Human Monkeypox in the Kivus, a Conflict Region of the Democratic Republic of the Congo

Andrea M McCollum 1,*, Yoshinori Nakazawa 1, Guy Mutombo Ndongala 1, Elisabeth Pukuta 1, Stomy Karhemere 1, Robert Shongo Lushima 1, Benoit Kebela Ilunga 1, Joelle Kabamba 1, Kimberly Wilkins 1, Jinxin Gao 1, Yu Li 1, Ginny Emerson 1, Inger K Damon 1, Darin S Carroll 1, Mary G Reynolds 1, Jean Malekani 1, Jean-Jacques Muyembe Tamfum 1
PMCID: PMC4596588  PMID: 26283752

Abstract

Monkeypox (MPX) is a zoonotic Orthopoxvirus infection endemic in central and western Africa. Human MPX cases occur in the central and northern regions of the Democratic Republic of the Congo (DRC), and this is the first report of confirmed MPX cases in the forested areas of North and South Kivu Provinces, with a detailed epidemiological investigation for one case. The location of each case is within areas predicted to be suitable for MPX virus transmission based on an ecological niche model.

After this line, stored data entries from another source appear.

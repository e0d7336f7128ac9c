//! eSewa ePay v2 adapter.
//!
//! eSewa is form-driven: `initiate` builds a signed set of form fields the browser posts to the eSewa payment
//! page. The success callback delivers a base64-encoded JSON document whose signed fields must re-verify
//! under the merchant secret before any claim in it is believed. The transaction status API is the
//! authoritative lookup and needs the product code, transaction uuid and total amount to answer.

use std::{sync::Arc, time::Duration};

use async_trait::async_trait;
use chrono::Utc;
use log::*;
use pasal_common::Rupee;
use reqwest::Client;
use serde_json::Value;

use crate::{
    config::EsewaConfig,
    data_objects::{GatewayResult, InitiateRequest, InitiateResponse, NormalizedStatus, PaymentAction},
    signature::{sign_fields, verify_signed_fields},
    GatewayAdapter,
    GatewayError,
};

const ESEWA_LIVE_FORM_URL: &str = "https://epay.esewa.com.np/api/epay/main/v2/form";
const ESEWA_TEST_FORM_URL: &str = "https://rc-epay.esewa.com.np/api/epay/main/v2/form";
const ESEWA_LIVE_STATUS_URL: &str = "https://epay.esewa.com.np/api/epay/transaction/status/";
const ESEWA_TEST_STATUS_URL: &str = "https://rc.esewa.com.np/api/epay/transaction/status/";

#[derive(Clone)]
pub struct EsewaApi {
    config: EsewaConfig,
    client: Arc<Client>,
    return_base: String,
}

impl EsewaApi {
    pub fn new(config: EsewaConfig, return_base: &str, timeout: Duration) -> Result<Self, GatewayError> {
        let client = Client::builder().timeout(timeout).build().map_err(|e| GatewayError::Initialization(e.to_string()))?;
        Ok(Self { config, client: Arc::new(client), return_base: return_base.trim_end_matches('/').to_string() })
    }

    fn form_url(&self) -> &'static str {
        if self.config.test_mode {
            ESEWA_TEST_FORM_URL
        } else {
            ESEWA_LIVE_FORM_URL
        }
    }

    fn status_url(&self) -> &str {
        match &self.config.status_url_override {
            Some(url) => url.as_str(),
            None if self.config.test_mode => ESEWA_TEST_STATUS_URL,
            None => ESEWA_LIVE_STATUS_URL,
        }
    }
}

/// eSewa's transaction status vocabulary.
pub fn normalize_esewa_status(status: &str) -> NormalizedStatus {
    match status.to_ascii_uppercase().as_str() {
        "COMPLETE" => NormalizedStatus::Completed,
        "PENDING" | "AMBIGUOUS" => NormalizedStatus::Pending,
        "CANCELED" | "CANCELLED" | "NOT_FOUND" => NormalizedStatus::Cancelled,
        "FULL_REFUND" | "PARTIAL_REFUND" | "FAILURE" => NormalizedStatus::Failed,
        other => {
            warn!("💸️ Unrecognised eSewa status '{other}'. Treating as unverified.");
            NormalizedStatus::Unverified
        },
    }
}

/// eSewa reports amounts either as JSON numbers or as strings with thousands separators ("1,280.0").
fn parse_esewa_amount(value: &Value) -> Option<Rupee> {
    match value {
        Value::Number(n) => {
            // Whole-rupee numbers; fractional paisa go through the string path.
            n.as_f64().map(|f| Rupee::from((f * 100.0).round() as i64))
        },
        Value::String(s) => s.replace(',', "").parse::<Rupee>().ok(),
        _ => None,
    }
}

/// The success callback arrives as `?data=<base64 json>`; webhooks may also post the document directly.
fn decode_callback_document(raw: &Value) -> Result<Value, GatewayError> {
    match raw.get("data") {
        Some(Value::String(b64)) => {
            let bytes =
                base64::decode(b64).map_err(|e| GatewayError::MalformedPayload(format!("Invalid base64 data: {e}")))?;
            serde_json::from_slice(&bytes).map_err(|e| GatewayError::MalformedPayload(format!("Invalid JSON data: {e}")))
        },
        _ => Ok(raw.clone()),
    }
}

#[async_trait]
impl GatewayAdapter for EsewaApi {
    fn slug(&self) -> &'static str {
        "esewa"
    }

    fn is_digital(&self) -> bool {
        true
    }

    async fn initiate(&self, req: &InitiateRequest) -> Result<InitiateResponse, GatewayError> {
        let transaction_uuid = format!("ORDER-{}-{}", req.invoice, Utc::now().timestamp());
        let goods_amount = req.amount - req.tax_amount - req.delivery_fee;
        let fields = vec![
            ("amount".to_string(), goods_amount.to_decimal_string()),
            ("tax_amount".to_string(), req.tax_amount.to_decimal_string()),
            ("total_amount".to_string(), req.amount.to_decimal_string()),
            ("transaction_uuid".to_string(), transaction_uuid.clone()),
            ("product_code".to_string(), self.config.product_code.clone()),
            ("product_service_charge".to_string(), "0.00".to_string()),
            ("product_delivery_charge".to_string(), req.delivery_fee.to_decimal_string()),
            ("success_url".to_string(), format!("{}/payment/esewa/success/{}", self.return_base, req.invoice)),
            ("failure_url".to_string(), format!("{}/payment/esewa/failure/{}", self.return_base, req.invoice)),
            ("signed_field_names".to_string(), "total_amount,transaction_uuid,product_code".to_string()),
        ];
        let lookup = |name: &str| fields.iter().find(|(k, _)| k == name).map(|(_, v)| v.clone());
        let signature =
            sign_fields(self.config.secret_key.reveal(), "total_amount,transaction_uuid,product_code", lookup);
        let mut fields = fields;
        fields.push(("signature".to_string(), signature));
        debug!("💸️ Prepared eSewa form for invoice {}. transaction_uuid: {transaction_uuid}", req.invoice);
        Ok(InitiateResponse {
            reference: transaction_uuid,
            action: PaymentAction::Form { url: self.form_url().to_string(), fields },
        })
    }

    async fn verify(&self, reference: &str, expected: Rupee) -> Result<GatewayResult, GatewayError> {
        let url = self.status_url();
        trace!("💸️ GET {url} for {reference}");
        let response = self
            .client
            .get(url)
            .query(&[
                ("product_code", self.config.product_code.as_str()),
                ("total_amount", expected.to_decimal_string().as_str()),
                ("transaction_uuid", reference),
            ])
            .send()
            .await
            .map_err(|e| GatewayError::RequestError(e.to_string()))?;
        if !response.status().is_success() {
            let status = response.status().as_u16();
            let message = response.text().await.map_err(|e| GatewayError::RequestError(e.to_string()))?;
            return Err(GatewayError::ProviderError { status, message });
        }
        let raw: Value = response.json().await.map_err(|e| GatewayError::JsonError(e.to_string()))?;
        let status = raw["status"].as_str().map(normalize_esewa_status).unwrap_or(NormalizedStatus::Unverified);
        let amount = parse_esewa_amount(&raw["total_amount"]);
        debug!("💸️ eSewa status for {reference}: {status}");
        Ok(GatewayResult { provider: "esewa".to_string(), reference: reference.to_string(), status, amount, raw })
    }

    fn handle_webhook(&self, raw: &Value) -> Result<GatewayResult, GatewayError> {
        let doc = decode_callback_document(raw)?;
        let reference = doc["transaction_uuid"]
            .as_str()
            .ok_or_else(|| GatewayError::MalformedPayload("eSewa payload is missing transaction_uuid".to_string()))?
            .to_string();
        let amount = parse_esewa_amount(&doc["total_amount"]);
        let claimed = doc["status"].as_str().unwrap_or("");
        let signed_field_names = doc["signed_field_names"].as_str().unwrap_or("");
        let received_signature = doc["signature"].as_str().unwrap_or("");
        let lookup = |name: &str| match &doc[name] {
            Value::String(s) => Some(s.clone()),
            Value::Number(n) => Some(n.to_string()),
            _ => None,
        };
        let verified = !signed_field_names.is_empty()
            && !received_signature.is_empty()
            && verify_signed_fields(self.config.secret_key.reveal(), signed_field_names, received_signature, lookup);
        let status = if verified {
            normalize_esewa_status(claimed)
        } else {
            warn!("💸️ eSewa callback for {reference} failed signature verification. Dropping claim.");
            NormalizedStatus::Unverified
        };
        Ok(GatewayResult { provider: "esewa".to_string(), reference, status, amount, raw: doc })
    }
}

Phylogenetic analysis places these viruses in the Congo Basin clade.

Introduction

Monkeypox (MPX) is a zoonotic Orthopoxvirus (OPXV) infection. Symptoms include an initial febrile prodrome (1–4 days) followed by characteristic deep-seated, well-circumscribed lesions typically present in a centrifugal distribution, including lesions on the palms of the hands and soles of the feet. Lesions on one area of the body are often synchronized in their development and in rash progression (macule, papule, vesicle, pustule, and crust) to desquamation, which occurs 14--24 days after rash onset. Lymphadenopathy is seen in many MPX patients but was not a common feature of smallpox. Transmission occurs via respiratory droplets or contact with infectious lesions (at all stages of the rash, including the crusts). Human-to-human transmission does occur and identification of individuals who have had significant contact with a MPX patient is important to limit the spread of disease.1 Prior smallpox vaccination (with the OPXV, vaccinia virus) confers protection against MPX virus (MPXV) infection. The average case fatality rate has been reported to be 11% among those without a prior smallpox vaccination.2

MPXV is endemic in areas of western and central Africa, with the overwhelming majority of reported cases from the Democratic Republic of the Congo (DRC).3 Within DRC, many cases are reported from the central and northern provinces, but very few cases are reported and investigated from the east, specifically in North and South Kivu.4 Previously, human MPX was confirmed from the “Kivu region” in Kibwe (Punia health zone) in 1982. Punia is located just west of North Kivu in what is now Maniema Province. This confirmed case of MPX in an infant resulted from the bite of a chimpanzee.5

Case Report

The provinces of North and South Kivu have experienced a substantial amount of armed conflict in recent history. From 2011 through August 2014, health officials in North Kivu investigated four suspect MPX cases, and two suspect cases were investigated in South Kivu (Table 1); diagnostic specimens were submitted to the national laboratory. Two of the cases from North Kivu (Cases 1 and 2) and one case from South Kivu (Case 4) were positive for MPXV DNA signatures, one of the cases from North Kivu (Case 3) was positive for varicella zoster virus (VZV) DNA signatures, and one case each from North and South Kivu (Cases 5 and 6) had negative findings for both MPXV and VZV using polymerase chain reaction (PCR) diagnostic assays. Given the patients' ages, it was determined that none of the cases received a prior childhood smallpox vaccination.

Table 1.

Characteristics of cases with specimens submitted for diagnostic testing for MPX from North and South Kivu

Case Province/health zone/village or town* Gender, age (years) Date of illness onset Date of specimen collection, type of specimen OPXV/MPXV PCR VZV PCR
1 North Kivu/Walikale/Boboro Male, 28 November 22, 2011 November 23, vesicular swab and blood Positive N/A
2 North Kivu/Musienene/Butembo Male, 24 September 1 or 2, 2012 September 12, crust and blood Positive N/A
3 North Kivu/Kayna/Kaleko Female, 1.6 December 1, 2012 December 4, 2012, blood; December 8, 2012, vesicular swab and crust Negative Positive
4 South Kivu/Shabunda/Mabaka Female, 23 December 8, 2012 December 17, blood Positive N/A
5 North Kivu/Butembo/Butembo Male, 8 Unknown July 19, blood Negative Negative
6 South Kivu/Minova/Bunge-Zicano Male, 1.5 May 19, 2014 May 29, blood Negative Negative

MPXV = monkeypox virus; N/A = not applicable; OPXV = Orthopoxvirus, PCR = polymerase chain reaction; VZV = varicella zoster virus.

*

The locality information describes where the case lived at the time of illness onset.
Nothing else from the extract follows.